▶ Exercise aim
From the entries below, please gather each line containing the string "InputBox".

Stored items:
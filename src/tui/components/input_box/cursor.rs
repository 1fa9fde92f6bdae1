//! Cursor position tracking and navigation for the InputBox.
//!
//! `CursorState` owns the cursor byte offset, scroll offset and cached width.
//! The text itself is owned by `InputBox` and passed in explicitly.

use super::text_wrap::{
    CONTENT_OFFSET, MAX_VISIBLE_LINES, display_width, inner_width, line_index, line_spans,
    offset_at_column,
};
use ratatui::layout::Rect;

pub(super) struct CursorState {
    /// Byte offset in buffer (0..=buffer.len()), always on a char boundary
    pub pos: usize,
    /// First visible wrapped line (0 when content fits)
    pub scroll_offset: u16,
    /// Content width from last render, used for vertical movement
    pub last_content_width: u16,
}

impl CursorState {
    const DEFAULT_WIDTH: u16 = 80;

    pub fn new() -> Self {
        Self {
            pos: 0,
            scroll_offset: 0,
            last_content_width: Self::DEFAULT_WIDTH,
        }
    }

    pub fn reset(&mut self) {
        self.pos = 0;
        self.scroll_offset = 0;
    }

    /// Move one wrapped line up (`-1`) or down (`1`), keeping the display
    /// column where possible. Returns `false` at the first/last line.
    pub fn move_vertically(&mut self, buffer: &str, direction: i16, content_width: u16) -> bool {
        let width = inner_width(content_width);
        if width == 0 || buffer.is_empty() {
            return false;
        }

        let spans = line_spans(buffer, width);
        let current = line_index(&spans, self.pos);
        let target = if direction < 0 {
            match current.checked_sub(1) {
                Some(t) => t,
                None => return false,
            }
        } else if current + 1 < spans.len() {
            current + 1
        } else {
            return false;
        };

        let column = display_width(&buffer[spans[current].start..self.pos]);
        let line = &buffer[spans[target].clone()];
        self.pos = spans[target].start + offset_at_column(line, column);
        true
    }

    /// Wrapped line (0-based) the cursor is on.
    pub fn calculate_line(&self, buffer: &str, content_width: u16) -> u16 {
        let width = inner_width(content_width);
        line_index(&line_spans(buffer, width), self.pos) as u16
    }

    /// Keep the cursor line inside the visible window.
    pub fn update_scroll_offset(&mut self, buffer: &str, content_width: u16) {
        let width = inner_width(content_width);
        let total_lines = line_spans(buffer, width).len() as u16;
        if total_lines <= MAX_VISIBLE_LINES {
            self.scroll_offset = 0;
            return;
        }

        let cursor_line = self.calculate_line(buffer, content_width);
        if cursor_line < self.scroll_offset {
            self.scroll_offset = cursor_line;
        } else if cursor_line >= self.scroll_offset + MAX_VISIBLE_LINES {
            self.scroll_offset = cursor_line.saturating_sub(MAX_VISIBLE_LINES - 1);
        }
    }

    /// Screen `(column, row)` of the cursor. Columns count display cells,
    /// so a CJK character advances the cursor by two.
    pub fn screen_pos(&self, buffer: &str, area: Rect) -> (u16, u16) {
        let width = inner_width(area.width);
        if width == 0 {
            return (area.x + CONTENT_OFFSET, area.y + 1);
        }

        let spans = line_spans(buffer, width);
        let line = line_index(&spans, self.pos);
        let column = display_width(&buffer[spans[line].start..self.pos]) as u16;
        let visible_line = (line as u16).saturating_sub(self.scroll_offset);

        (area.x + CONTENT_OFFSET + column, area.y + 1 + visible_line)
    }
}
//! # Configuration
//!
//! Centralizes all settings with a clear override hierarchy:
//! defaults → config file → env vars → CLI flags.
//!
//! Config lives at `~/.kefu/config.toml`. If missing on first run, a
//! commented-out default is generated so users can discover all options.

use log::{debug, info, warn};
use serde::{Deserialize, Serialize};
use std::fmt;
use std::fs;
use std::path::{Path, PathBuf};

// ============================================================================
// Config Structs (all fields Option<T> for sparse TOML)
// ============================================================================

#[derive(Debug, Default, Deserialize, Serialize)]
pub struct KefuConfig {
    #[serde(default)]
    pub general: GeneralConfig,
}

#[derive(Debug, Default, Deserialize, Serialize)]
pub struct GeneralConfig {
    pub base_url: Option<String>,
    pub log_level: Option<String>,
    pub log_file: Option<String>,
    pub clear_remote: Option<bool>,
    pub check_health: Option<bool>,
}

// ============================================================================
// Defaults
// ============================================================================

pub const DEFAULT_BASE_URL: &str = "http://localhost:8080";
pub const DEFAULT_LOG_FILE: &str = "kefu.log";
pub const DEFAULT_LOG_LEVEL: log::LevelFilter = log::LevelFilter::Debug;

// ============================================================================
// Resolved Config (concrete values, no Options)
// ============================================================================

#[derive(Debug, Clone)]
pub struct ResolvedConfig {
    pub base_url: String,
    pub log_level: log::LevelFilter,
    pub log_file: PathBuf,
    pub clear_remote: bool,
    pub check_health: bool,
}

/// Values given on the command line. `None` means "not specified".
#[derive(Debug, Default)]
pub struct CliOverrides {
    pub base_url: Option<String>,
    pub no_health_check: bool,
}

// ============================================================================
// Error Type
// ============================================================================

#[derive(Debug)]
pub enum ConfigError {
    Io(std::io::Error),
    Parse(toml::de::Error),
}

impl fmt::Display for ConfigError {
    fn fmt(&self, f: &mut fmt::Formatter<'_>) -> fmt::Result {
        match self {
            ConfigError::Io(e) => write!(f, "config I/O error: {e}"),
            ConfigError::Parse(e) => write!(f, "config parse error: {e}"),
        }
    }
}

impl std::error::Error for ConfigError {}

// ============================================================================
// Loading
// ============================================================================

/// Returns the path to `~/.kefu/config.toml`.
pub fn config_path() -> Option<PathBuf> {
    dirs::home_dir().map(|h| h.join(".kefu").join("config.toml"))
}

/// Load config from `~/.kefu/config.toml`.
///
/// If the file doesn't exist, generates a commented-out default and
/// returns `KefuConfig::default()`. If it exists but is malformed,
/// returns `ConfigError::Parse`.
pub fn load_config() -> Result<KefuConfig, ConfigError> {
    let path = match config_path() {
        Some(p) => p,
        None => {
            warn!("Could not determine home directory, using default config");
            return Ok(KefuConfig::default());
        }
    };

    if !path.exists() {
        info!("No config file found, generating default at {}", path.display());
        generate_default_config(&path);
        return Ok(KefuConfig::default());
    }

    load_from(&path)
}

fn load_from(path: &Path) -> Result<KefuConfig, ConfigError> {
    let contents = fs::read_to_string(path).map_err(ConfigError::Io)?;
    let config: KefuConfig = toml::from_str(&contents).map_err(ConfigError::Parse)?;
    info!("Loaded config from {}", path.display());
    debug!("Config: {:?}", config);
    Ok(config)
}

fn generate_default_config(path: &Path) {
    let default_content = r#"# kefu configuration
# All settings are optional; defaults are used for anything not specified.
# Override hierarchy: defaults → this file → env vars → CLI flags.

# [general]
# base_url = "http://localhost:8080"   # Or set KEFU_BASE_URL, or pass --base-url
# log_level = "debug"                  # "error", "warn", "info", "debug", "trace", "off"
# log_file = "kefu.log"
# clear_remote = false                 # Also DELETE the session on the backend when starting a new one
# check_health = true                  # GET /health on start-up
"#;

    if let Some(parent) = path.parent()
        && let Err(e) = fs::create_dir_all(parent)
    {
        warn!("Failed to create config directory: {}", e);
        return;
    }
    if let Err(e) = fs::write(path, default_content) {
        warn!("Failed to write default config: {}", e);
    }
}

// ============================================================================
// Resolution
// ============================================================================

/// Resolve the final config by collapsing: defaults → config file → env vars → CLI.
pub fn resolve(config: &KefuConfig, cli: &CliOverrides) -> ResolvedConfig {
    // Base URL: CLI → env → config → default
    let base_url = cli
        .base_url
        .clone()
        .or_else(|| std::env::var("KEFU_BASE_URL").ok())
        .or_else(|| config.general.base_url.clone())
        .unwrap_or_else(|| DEFAULT_BASE_URL.to_string());

    let log_level = config
        .general
        .log_level
        .as_deref()
        .and_then(|s| match s.parse() {
            Ok(level) => Some(level),
            Err(_) => {
                warn!("Unknown log_level {:?}, using default", s);
                None
            }
        })
        .unwrap_or(DEFAULT_LOG_LEVEL);

    let log_file = PathBuf::from(
        config
            .general
            .log_file
            .as_deref()
            .unwrap_or(DEFAULT_LOG_FILE),
    );

    ResolvedConfig {
        base_url,
        log_level,
        log_file,
        clear_remote: config.general.clear_remote.unwrap_or(false),
        check_health: !cli.no_health_check && config.general.check_health.unwrap_or(true),
    }
}
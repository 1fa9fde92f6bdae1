pub mod backend;
pub mod client;
pub mod types;

pub use backend::{ApiError, ChatBackend, GENERIC_FAILURE};
pub use client::HttpBackend;
pub use types::{
    ChatRequest, ChatResponse, HealthResponse, IntentRecognitionRequest,
    IntentRecognitionResponse, IntentType, Message, Role, SessionHistoryResponse, SessionState,
};
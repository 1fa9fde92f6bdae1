use ratatui::Frame;
use ratatui::layout::{Constraint, Layout};
use ratatui::style::{Color, Modifier, Style};
use ratatui::text::{Line, Span};

use crate::core::state::App;
use crate::tui::component::Component;
use crate::tui::components::{HistoryModal, MessageList, StatusStrip, TitleBar};
use crate::tui::{InputMode, TuiState};

/// Draw one frame.
///
/// ```text
/// ┌ title bar ──────────────────────┐  1
/// │ error banner (only with error)  │  0/1
/// │ status strip                    │  1
/// │ messages                        │  fill
/// │ input box                       │  3..7
/// └─────────────────────────────────┘
/// ```
///
/// The history modal, when open, is drawn over everything.
pub fn draw_ui(frame: &mut Frame, app: &App, tui: &mut TuiState, spinner_frame: usize) {
    use Constraint::{Length, Min};

    let full = frame.area();
    let input_height = tui.input_box.calculate_height(full.width);
    let banner_height = u16::from(app.error.is_some());
    let [title_area, banner_area, strip_area, main_area, input_area] = Layout::vertical([
        Length(1),
        Length(banner_height),
        Length(1),
        Min(0),
        Length(input_height),
    ])
    .areas(full);

    TitleBar::new(app.backend_online, app.status_message.clone()).render(frame, title_area);

    if let Some(error) = &app.error {
        let banner = Line::from(Span::styled(
            format!(" {error}"),
            Style::default()
                .fg(Color::White)
                .bg(Color::Red)
                .add_modifier(Modifier::BOLD),
        ));
        frame.render_widget(banner, banner_area);
    }

    StatusStrip {
        session_state: app.session_state,
        intent_type: app.intent_type,
        flow_step: app.flow_step.as_deref(),
    }
    .render(frame, strip_area);

    MessageList::new(
        &mut tui.message_list,
        &app.messages,
        app.is_loading,
        spinner_frame,
    )
    .render(frame, main_area);

    tui.input_box.disabled = app.is_loading;
    tui.input_box.dimmed = tui.input_mode == InputMode::Cursor || tui.history.is_some();
    tui.input_box.render(frame, input_area);

    if let Some(history) = tui.history.as_mut() {
        HistoryModal::new(history).render(frame, full);
    }
}
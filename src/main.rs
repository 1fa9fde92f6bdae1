use clap::Parser;
use kefu::core::config::{self, CliOverrides, KefuConfig};
use simplelog::{ConfigBuilder, WriteLogger};
use std::fs::File;

#[derive(Parser)]
#[command(name = "kefu", about = "Terminal client for the AI customer-service backend")]
struct Args {
    /// Backend base URL (overrides config file and KEFU_BASE_URL)
    #[arg(long)]
    base_url: Option<String>,

    /// Skip the start-up GET /health
    #[arg(long)]
    no_health_check: bool,
}

#[tokio::main]
async fn main() -> std::io::Result<()> {
    let args = Args::parse();
    dotenv::dotenv().ok();

    // Logging isn't up yet; keep the error to report once it is
    let (file_config, config_error) = match config::load_config() {
        Ok(c) => (c, None),
        Err(e) => (KefuConfig::default(), Some(e)),
    };
    let resolved = config::resolve(
        &file_config,
        &CliOverrides {
            base_url: args.base_url,
            no_health_check: args.no_health_check,
        },
    );

    // The terminal belongs to the TUI, so logs go to a file
    let log_config = ConfigBuilder::new()
        .set_time_format_rfc3339()
        .build();

    if let Ok(log_file) = File::create(&resolved.log_file) {
        let _ = WriteLogger::init(resolved.log_level, log_config, log_file);
    }

    if let Some(e) = config_error {
        log::warn!("Ignoring config file: {}", e);
    }
    log::info!("Kefu starting up against {}", resolved.base_url);

    kefu::tui::run(resolved)
}
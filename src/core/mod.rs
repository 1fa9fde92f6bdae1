//! # Core Application Logic
//!
//! Conversation state and the reducer that drives it. Nothing in here
//! knows about ratatui or touches the network.
//!
//! ```text
//!                    ┌─────────────────────────┐
//!                    │         CORE            │
//!                    │  (this module)          │
//!                    │                         │
//!                    │  • State (app data)     │
//!                    │  • Action (events)      │
//!                    │  • update() (reducer)   │
//!                    │  • Effect (I/O to do)   │
//!                    └───────────┬─────────────┘
//!                                │
//!                   ┌────────────┴────────────┐
//!                   ▼                         ▼
//!            ┌────────────┐            ┌────────────┐
//!            │    TUI     │            │    API     │
//!            │  Adapter   │───spawns──▶│  client    │
//!            │ (ratatui)  │            │ (reqwest)  │
//!            └────────────┘            └────────────┘
//! ```
//!
//! ## Modules
//!
//! - [`state`]: The `App` struct, all conversation state in one place
//! - [`action`]: `Action`, `Effect` and `update()`
//! - [`config`]: config file loading and override resolution

pub mod action;
pub mod config;
pub mod state;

▶ Answer below
//! Cursor position tracking and navigation for the InputBox.
//! The text itself is owned by `InputBox` and passed in explicitly.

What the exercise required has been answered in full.